The aim of the current experiment was to compare the effects of untreated HAMS with the same starch after it had been subjected to hydrothermal treatment (designated HTHAMS) on large bowel fermentation events and microbiology in pigs. This HAMS is a commercially rich source of dietary fibre and RS, with an amylose content of 85 %, and it was expected that the hydrothermal treatment would lower its small intestinal digestibility. A conventional waxy maize starch (amylose content 0 %) was used as the reference starch because of its very high small-intestinal digestibility and low RS content (Bird et al. Reference Bird, Hayakawa, Marsono, Gooden, Record, Correll and Topping2000b; Brown et al. Reference Brown, Storlien, Brown and Higgins2003). Pigs were used for the experiment as they are considered to be a good model of gut function in man (Topping & Clifton, Reference Topping and Clifton2001).

Methods

Animals

Twenty-four, 4-week-old Large White crossbred pigs (males n 13, females n 11) were used, with an initial live weight of 23·7 (sem 0·6) kg when acquired from a local commercial piggery. They were housed individually in galvanised-steel pens with concrete floors and maintained at a controlled temperature (25 °C) for the duration of the study. Before the study commenced, the pigs were habituated to their new environment and feeding routine over 10 d during which time they were all fed the control diet (see Table 1). The study protocol was approved by the Animal Experimentation Ethics Committee of the CSIRO Health Sciences and Nutrition and conformed to published guidelines (National Health & Medical Research Council, CSIRO & Australian Agricultural Council, 1985).

Table 1

Composition (g/kg) of the experimental diets

HAMS, high-amylose maize starch; HTHAMS, hydrothermally treated HAMS.

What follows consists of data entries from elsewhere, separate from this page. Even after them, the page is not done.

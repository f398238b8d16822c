//! Tool detection for a single task.
//!
//! Order of precedence:
//! 1. Explicit task type (`generate_document`, `generate_image`, `search`)
//! 2. Keyword scoring over target and description, document vs. image, ties
//!    going to document
//! 3. A short list of search keywords
//! 4. Plain LLM execution

use serde_json::{json, Value};

use crate::plan::{Task, TaskType};
use crate::tools::{DOCUMENT_TOOL, IMAGE_TOOL, WEB_SEARCH_TOOL};

const DOCUMENT_KEYWORDS: &[&str] = &[
    "document",
    "report",
    "pdf",
    "docx",
    "word file",
    "memo",
    "letter",
    "contract",
    "proposal",
    "brochure",
    "presentation",
    "slides",
    "spreadsheet",
    "invoice",
];

const IMAGE_KEYWORDS: &[&str] = &[
    "image",
    "picture",
    "photo",
    "illustration",
    "logo",
    "drawing",
    "poster",
    "banner",
    "icon",
    "artwork",
    "infographic",
];

const SEARCH_KEYWORDS: &[&str] = &[
    "search",
    "look up",
    "lookup",
    "find online",
    "on the web",
    "latest",
    "news",
    "current price",
    "recent",
];

/// Where a task is sent.
#[derive(Debug, Clone, Copy, PartialEq, Eq)]
pub enum Dispatch {
    Tool(&'static str),
    Llm,
}

fn score(text: &str, keywords: &[&str]) -> usize {
    keywords.iter().filter(|k| text.contains(*k)).count()
}

pub fn detect_tool(task: &Task) -> Dispatch {
    match task.task_type {
        TaskType::GenerateDocument => return Dispatch::Tool(DOCUMENT_TOOL),
        TaskType::GenerateImage => return Dispatch::Tool(IMAGE_TOOL),
        TaskType::Search => return Dispatch::Tool(WEB_SEARCH_TOOL),
        _ => {}
    }

    let text = format!("{} {}", task.target, task.description).to_lowercase();
    let document = score(&text, DOCUMENT_KEYWORDS);
    let image = score(&text, IMAGE_KEYWORDS);

    if document > 0 || image > 0 {
        return if document >= image {
            Dispatch::Tool(DOCUMENT_TOOL)
        } else {
            Dispatch::Tool(IMAGE_TOOL)
        };
    }

    if score(&text, SEARCH_KEYWORDS) > 0 {
        return Dispatch::Tool(WEB_SEARCH_TOOL);
    }

    Dispatch::Llm
}

/// Arguments object handed to `tool` for `task`.
pub fn tool_args(tool: &str, task: &Task, context: &str) -> Value {
    match tool {
        DOCUMENT_TOOL => json!({
            "title": task.target,
            "instructions": task.description,
            "context": context,
        }),
        IMAGE_TOOL => json!({
            "prompt": format!("{}: {}", task.target, task.description),
        }),
        WEB_SEARCH_TOOL => json!({
            "query": task.target,
            "details": task.description,
        }),
        _ => json!({
            "target": task.target,
            "description": task.description,
            "context": context,
        }),
    }
}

* Mazaca 3401x cornstarch supplied by Starch Australasia Ltd, Lane Cove, NSW, Australia.

Casein obtained from Cottee Nutritionals Pty Ltd, Gordon, NSW, Australia.

Wheat bran (‘Clean Bran’) obtained from Goodman Fielder Mills (Allied Flour and Bakery Services), Mile End, SA.

§ Standard pig grower vitamin and mineral mix obtained from Roche Vitamins Australia Ltd, Wagga Wagga, NSW, Australia.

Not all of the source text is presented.